February 5, 2013

Building a Stock Options Historical Database

I am interested in doing econometric analysis on financial derivatives. The main hangup I have faced is that there are no good free resources (at least that I know of) for historical options data. For that reason I want to create my own personal database of historical options prices. I have broken this project down into three main hurdles:

  1. Figure out how to get options data from within python
  2. Pick a data storage format
  3. Automate the collection of daily data

Getting options data in python

Over the summer I had some free time and teamed up with my dad to create an investment model. While it is a very simple model, this post is about building a database so I won't go into details here. It suffices to say that I needed to find a way to get options data from yahoo! Finance. This was a unique challenge because unlike equity data or data from other sources like FRED, options data doesn't have a convenient "download to csv" button anywhere on the website. 

At the time I was reading the excellent book "Python for Data Analysis" by Wes McKinney and got an idea for how to implement a basic web crawler to parse the html on yahoo and return the data in a python friendly format. Long story short, I wrote some code to do just that and it made its way into version 0.9 of the pandas library (if you aren't familiar with pandas and you work with data in python you should definitely check it out).

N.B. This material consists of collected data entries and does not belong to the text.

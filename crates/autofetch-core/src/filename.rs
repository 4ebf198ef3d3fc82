//! Filename inference from an address.
//!
//! Resolution walks [`RESOLVE_ORDER`] and stops at the first step that yields a
//! name containing a `.`. Every step is fallible but none of them raises past
//! the resolver: a failed step simply falls through to the next one.

use once_cell::sync::Lazy;
use tracing::{debug, trace};
use url::Url;

use crate::probe::{parse_content_disposition, NameProbe};

/// Query keys that commonly carry the served filename, in priority order.
pub const QUERY_NAME_KEYS: &[&str] = &[
    "file",
    "filename",
    "name",
    "attachment",
    "download",
    "title",
];

static RELATIVE_BASE: Lazy<Url> =
    Lazy::new(|| Url::parse("http://relative.invalid/").expect("relative base url"));

#[derive(Clone, Copy, Debug, PartialEq, Eq)]
pub enum ResolveStep {
    PathSegment,
    QueryParameter,
    Fragment,
    HeaderProbe,
}

pub const RESOLVE_ORDER: [ResolveStep; 4] = [
    ResolveStep::PathSegment,
    ResolveStep::QueryParameter,
    ResolveStep::Fragment,
    ResolveStep::HeaderProbe,
];

/// A filename (stem + extension) inferred from an address.
#[derive(Clone, Debug, PartialEq, Eq, Hash)]
pub struct ResolvedName(String);

impl ResolvedName {
    pub fn new(name: impl Into<String>) -> Self {
        Self(name.into())
    }

    pub fn as_str(&self) -> &str {
        &self.0
    }

    pub fn stem(&self) -> &str {
        split_extension(&self.0).0
    }

    /// Extension including its leading dot, or `""` when there is none.
    pub fn extension(&self) -> &str {
        split_extension(&self.0).1
    }
}

impl std::fmt::Display for ResolvedName {
    fn fmt(&self, f: &mut std::fmt::Formatter<'_>) -> std::fmt::Result {
        f.write_str(&self.0)
    }
}

#[derive(Clone, Debug, PartialEq, Eq)]
pub enum Resolution {
    Resolved(ResolvedName),
    Unresolved,
}

impl Resolution {
    pub fn name(&self) -> Option<&ResolvedName> {
        match self {
            Resolution::Resolved(name) => Some(name),
            Resolution::Unresolved => None,
        }
    }

    pub fn into_name(self) -> Option<ResolvedName> {
        match self {
            Resolution::Resolved(name) => Some(name),
            Resolution::Unresolved => None,
        }
    }
}

#[derive(Default)]
pub struct FilenameResolver {
    probe: Option<Box<dyn NameProbe>>,
}

impl FilenameResolver {
    /// Resolver using only the address text (no network probe).
    pub fn new() -> Self {
        Self { probe: None }
    }

    pub fn with_probe(probe: impl NameProbe + 'static) -> Self {
        Self {
            probe: Some(Box::new(probe)),
        }
    }

    pub fn has_probe(&self) -> bool {
        self.probe.is_some()
    }

    pub fn resolve(&self, address: &str) -> Resolution {
        let address = address.trim();
        if address.is_empty() {
            return Resolution::Unresolved;
        }
        let parsed = Url::parse(address)
            .or_else(|_| RELATIVE_BASE.join(address))
            .ok();

        for step in RESOLVE_ORDER {
            if let Some(name) = self.attempt(step, address, parsed.as_ref()) {
                trace!(target: "autofetch::filename", ?step, %name, "resolved filename");
                return Resolution::Resolved(ResolvedName(name));
            }
        }
        Resolution::Unresolved
    }

    fn attempt(&self, step: ResolveStep, address: &str, parsed: Option<&Url>) -> Option<String> {
        match step {
            ResolveStep::PathSegment => parsed.and_then(from_path_segment),
            ResolveStep::QueryParameter => parsed.and_then(from_query),
            ResolveStep::Fragment => parsed.and_then(from_fragment),
            ResolveStep::HeaderProbe => {
                let probe = self.probe.as_ref()?;
                match probe.content_disposition(address) {
                    Ok(Some(header)) => parse_content_disposition(&header),
                    Ok(None) => None,
                    Err(err) => {
                        debug!(target: "autofetch::filename", address, error = %err, "header probe failed");
                        None
                    }
                }
            }
        }
    }
}

fn from_path_segment(url: &Url) -> Option<String> {
    let last = url.path().rsplit('/').next().unwrap_or_default();
    if last.is_empty() {
        return None;
    }
    let decoded = percent_decode(last);
    let candidate = decoded
        .split(['#', '?'])
        .next()
        .unwrap_or_default()
        .trim();
    let accepted = !candidate.is_empty()
        && candidate.contains('.')
        && !candidate.ends_with(['/', '\\']);
    accepted.then(|| candidate.to_string())
}

fn from_query(url: &Url) -> Option<String> {
    QUERY_NAME_KEYS.iter().find_map(|key| {
        let value = url
            .query_pairs()
            .filter(|(k, _)| k == key)
            .map(|(_, v)| v.trim().to_string())
            .find(|v| !v.is_empty())?;
        value.contains('.').then_some(value)
    })
}

fn from_fragment(url: &Url) -> Option<String> {
    let fragment = url.fragment()?;
    if !fragment.contains('.') {
        return None;
    }
    let last = fragment.rsplit('/').next().unwrap_or_default();
    let decoded = percent_decode(last);
    let candidate = decoded.trim();
    candidate.contains('.').then(|| candidate.to_string())
}

pub(crate) fn percent_decode(raw: &str) -> String {
    String::from_utf8_lossy(&urlencoding::decode_binary(raw.as_bytes())).into_owned()
}

/// Split like a classic `splitext`: the extension starts at the last dot of
/// the final path component, unless that component is all leading dots.
fn split_extension(name: &str) -> (&str, &str) {
    let component_start = name.rfind(['/', '\\']).map(|idx| idx + 1).unwrap_or(0);
    match name.rfind('.') {
        Some(idx) if idx > component_start && name[component_start..idx].chars().any(|c| c != '.') => {
            (&name[..idx], &name[idx..])
        }
        _ => (name, ""),
    }
}
use once_cell::sync::Lazy;
use regex::{Regex, RegexBuilder};
use tracing::{debug, warn};

use crate::filename::{FilenameResolver, ResolvedName};
use crate::fsview::{DirectoryView, TEMP_SUFFIXES};

static TRAILING_DUPLICATE_MARKER: Lazy<Regex> =
    Lazy::new(|| Regex::new(r"\s*\(\d+\)$").expect("duplicate marker regex"));

/// Decides whether a file already present in the download directory (complete
/// or in progress) represents an address.
///
/// Matching runs in two tiers. The strict tier accepts the resolved stem, an
/// optional `" (N)"` duplicate marker, the original extension and an optional
/// temp suffix. The substring tier, used only when the strict tier finds
/// nothing, accepts any entry with the same extension whose cleaned stem
/// contains the resolved stem. The substring tier can produce false positives
/// for short stems (`game.rar` vs `gameplay.rar`); that trade-off favours
/// skipping over re-downloading.
pub struct ExistingFileMatcher {
    resolver: FilenameResolver,
    substring_fallback: bool,
}

impl ExistingFileMatcher {
    pub fn new(resolver: FilenameResolver) -> Self {
        Self {
            resolver,
            substring_fallback: true,
        }
    }

    pub fn with_substring_fallback(mut self, enabled: bool) -> Self {
        self.substring_fallback = enabled;
        self
    }

    pub fn resolver(&self) -> &FilenameResolver {
        &self.resolver
    }

    /// Name of the entry representing `address`, if any.
    pub fn find_existing(&self, view: &dyn DirectoryView, address: &str) -> Option<String> {
        let resolved = self.resolver.resolve(address).into_name()?;
        self.find_existing_named(view, &resolved)
    }

    /// Like [`find_existing`](Self::find_existing) for a name resolved earlier.
    pub fn find_existing_named(
        &self,
        view: &dyn DirectoryView,
        resolved: &ResolvedName,
    ) -> Option<String> {
        let entries = match view.list() {
            Ok(entries) => entries,
            Err(err) => {
                warn!(target: "autofetch::matcher", dir = %view.root().display(), error = %err, "listing download directory failed");
                return None;
            }
        };
        let found = self.match_entries(resolved, entries.iter().map(String::as_str));
        if let Some(name) = &found {
            debug!(target: "autofetch::matcher", resolved = %resolved, existing = %name, "found existing file");
        }
        found
    }

    /// Apply both tiers to a set of directory entries.
    pub fn match_entries<'a, I>(&self, resolved: &ResolvedName, entries: I) -> Option<String>
    where
        I: IntoIterator<Item = &'a str>,
        I::IntoIter: Clone,
    {
        let ext = resolved.extension();
        if ext.is_empty() {
            return None;
        }
        let entries = entries.into_iter();
        let pattern = strict_pattern(resolved)?;
        if let Some(hit) = entries.clone().find(|name| pattern.is_match(name)) {
            return Some(hit.to_string());
        }
        if !self.substring_fallback {
            return None;
        }
        let stem = resolved.stem().to_lowercase();
        entries
            .into_iter()
            .find(|name| substring_match(name, &stem, ext))
            .map(str::to_string)
    }
}

/// Case-insensitive pattern for the strict tier; `None` when the name has no
/// extension.
pub fn strict_pattern(resolved: &ResolvedName) -> Option<Regex> {
    let ext = resolved.extension();
    if ext.is_empty() {
        return None;
    }
    let temp = TEMP_SUFFIXES
        .iter()
        .map(|suffix| regex::escape(suffix))
        .collect::<Vec<_>>()
        .join("|");
    let source = format!(
        r"^{}(?:\s*\(\d+\))?{}(?:{})?$",
        regex::escape(resolved.stem()),
        regex::escape(ext),
        temp
    );
    RegexBuilder::new(&source).case_insensitive(true).build().ok()
}

fn substring_match(name: &str, stem: &str, ext: &str) -> bool {
    let lower = name.to_lowercase();
    let ext = ext.to_lowercase();
    let endings = std::iter::once(ext.clone())
        .chain(TEMP_SUFFIXES.iter().map(|suffix| format!("{ext}{suffix}")));
    for ending in endings {
        if let Some(head) = lower.strip_suffix(ending.as_str()) {
            let cleaned = TRAILING_DUPLICATE_MARKER.replace(head, "");
            if cleaned.trim().contains(stem) {
                return true;
            }
        }
    }
    false
}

Now only these few commands are needed to get options data from yahoo Finance!:
from pandas.io.data import Options

aapl = Options('AAPL')
puts, calls = appl.get_options_data()
The calls and puts objects are pandas DataFrames that contain the same information you would find on the yahoo! Finance page for Apple Inc. options.

Picking the file format

In picking a file format I had two main considerations: size of the file and speed at which it can be written/read. To test this out I wrote a simple script that generated a random 4000 by 4000 numpy array and defined functions for writing and reading that data in different file formats. The formats I chose to work with were csv, hdf5 (.h5), and MatLab (.mat). Below is the script I used to run the test:
import numpy as np
from scipy.io import savemat, loadmat
import pandas as pd
import h5py

data = np.random.randn(4000, 4000)

file_path = '/Users/spencerlyon2/Desktop/test_data.'

def store_csv():
    pd_data = pd.DataFrame(data)
    pd_data.to_csv(file_path + 'csv')

def store_h5():
    f = h5py.File(file_path + 'h5')
    dset = f.create_dataset('data', (4000, 4000), 'f')
    dset[...] = data

def store_mat():
    sp_dat = {'data': data}
    savemat(file_path + 'mat', sp_dat)

def read_csv():
    pd_data_in = pd.DataFrame().from_csv(file_path + 'csv')
    return pd_data_in

def read_h5():
    f_in = h5py.File(file_path + 'h5', 'r')
    d_in = f_in['data']
    return d_in

def read_mat():
    mat_dict = loadmat(file_path + 'mat')
    return mat_dict['data']
After I had this code I simply fired up iPython and ran the file (file_test.py) and used the %timeit magic to see how long it took each of the three methods to read and write the data. The timing results, along with the final file sizes are summarized in the table below:

csv hdf5 mat
Write time 59.9 s 101 ms 836 ms
Read Time 6.07 s 409 us 82.5 ms
File size 322.6 MB 64 MB 128 MB

It is easy to see that the hdf5 file type is the best one to choose for my purposes. I would like to note here that the reason the hdf5 file format is 1/2 the size of the .mat file, is because the dtype in the .h5 file is a 32 bit float whereas the .mat dtype is a 64 bit float. However, for stock options we only generally have/care about data out two decimal places so the 32 bit precision is plenty. 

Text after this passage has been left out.